We ordered a new water pump and timing chain set. Which brings us to today. We completed a cylinder compression test before taking off the intake manifold and valve cove. Compression was good. Under the valve cover was a lot of oil sludge. Is this engine done? I attached photos showing the oil sludge.
Any opinions are appreciated.
I'd say "no." Mine was worse. You just have to clean it the best you can, make sure your sprays, tensioner weep hole, and head drains are open. You can get some B-12 Chemtool spray and a nylon toothbrush and clean that stuff out then run some wire (e.g. coat hanger) thru the drains. Spray plenty of spray around to push all that crap into the pan then spray some in the front of the pan with the drain open to make sure it all comes out. There are sprays in the back of the heads (in little holes drilled in what look like freeze plugs) that may need to be poked open plus one on each rocker. Chemtool is your friend. Also when you take your tensioner out you can jack some chemtool into it a few times (then I soak it while doing the rest of the job).
Before I do the final assembly I do a test run by just sticking the plugs/coils back in, tacking the plenum down, hooking up the wires, dropping the radiator in (to hook up the tranny cooler lines to it) and slapping on the ducting to the airbox. I also put a little shield of aluminum foil over those rear sprays otherwise they'll soak your hood and engine compartment in oil.
Make sure you have good oil pressure with this test run cuz your pickup tube could be plugged with sludge or your oil pump shot.
Before I do my test run, I fill my oil filter with oil and put it on, then put the proper amount in the crankcase (filling from the front cover area) then pull the plugs and crank the snot out of it to make sure the tensioner is fully extended (should be solid when you try and pry on the top of the right hand guide). Also, don't forget to put in a cam chain block so if the sludge does return to block your tensioner your timing doesn't jump and grenade your engine.
During your test run make sure you don't hear any rod knock, cuz if you do, now is the time to fix it. Its not that hard to pull the pan (and you can then clean it and the pickup tube) and replace the rod bearings usually before any damage has happened to the journals (make sure and plastigage them). I've heard an upgrade is to use the deeper and baffled 2009 pan and pickup tube which helps prevent the engine from starving for oil during spirited cornering when it might be as little as 1/2 quart low. What I'm doing is relocating the oil filter into the battery box and putting on a bigger PH8A style one and reducing my battery size by using an ultracap array and a gel cell UPS battery (with a few other widgets to limit the current transfer between them plus a disconnect in case I'm going to leave the car for a long time so the caps don't discharge the battery).
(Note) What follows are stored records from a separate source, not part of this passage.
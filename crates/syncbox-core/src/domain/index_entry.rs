//! Last-known-synchronized state of one path

use serde::{Deserialize, Serialize};

use super::newtypes::{ContentHash, RelativePath, ServerUid, SyncCounter};

/// One tracked path as recorded in the Local Index
///
/// Deleted paths are kept as tombstones (`is_deleted = true`) until a later
/// create of the same path supersedes them. This lets the reconciler tell a
/// stale remote delete apart from a resurrection.
#[derive(Debug, Clone, PartialEq, Eq, Serialize, Deserialize)]
pub struct IndexEntry {
    pub path: RelativePath,
    pub server_uid: Option<ServerUid>,
    pub parent_uid: Option<ServerUid>,
    pub revision: u64,
    pub content_hash: Option<ContentHash>,
    pub size: u64,
    pub is_folder: bool,
    pub is_deleted: bool,
    pub last_sync_counter: SyncCounter,
}

impl IndexEntry {
    /// A live entry with no server identity yet
    #[must_use]
    pub fn new(path: RelativePath, is_folder: bool) -> Self {
        Self {
            path,
            server_uid: None,
            parent_uid: None,
            revision: 0,
            content_hash: None,
            size: 0,
            is_folder,
            is_deleted: false,
            last_sync_counter: SyncCounter::ZERO,
        }
    }

    #[must_use]
    pub fn is_live(&self) -> bool {
        !self.is_deleted
    }

    /// Tombstone for this entry, keeping identity and bumping the revision
    /// when the deleting side reported one
    #[must_use]
    pub fn tombstone(&self, revision: Option<u64>) -> Self {
        Self {
            is_deleted: true,
            revision: revision.unwrap_or(self.revision).max(self.revision),
            ..self.clone()
        }
    }

    /// True when the entry already reflects `hash` as live content
    #[must_use]
    pub fn has_content(&self, hash: Option<&ContentHash>) -> bool {
        self.is_live() && hash.is_some() && self.content_hash.as_ref() == hash
    }
}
I'd only run 0w-40 Mobil1, perhaps with a little chemtool (maybe a half a cup) to keep that sludge moving on into the oil filter and change it out every couple thousand miles for a while. Also make sure your PCV system is thoroughly clear and the check valve is working good (again with Chemtool).
Oh, another thing I did was to slather both sides of the water pump gasket up with RTV red and just finger tighten it on overnight then come out the next morning to torque it. I don't want to take ANY chances of that gasket leaking.
Make sure and use HOAT anti-freeze in the system to slow down the erosion of the water pump seal (and help seal up any microscopic leaks the system may come up with). Actually I pressure tested it thoroughly overnight before I reassembled it because overheating is terrible for these engines.
If you've got a good compression test (or as I prefer, leakdown test), then you should still be able to get plenty of miles out of it.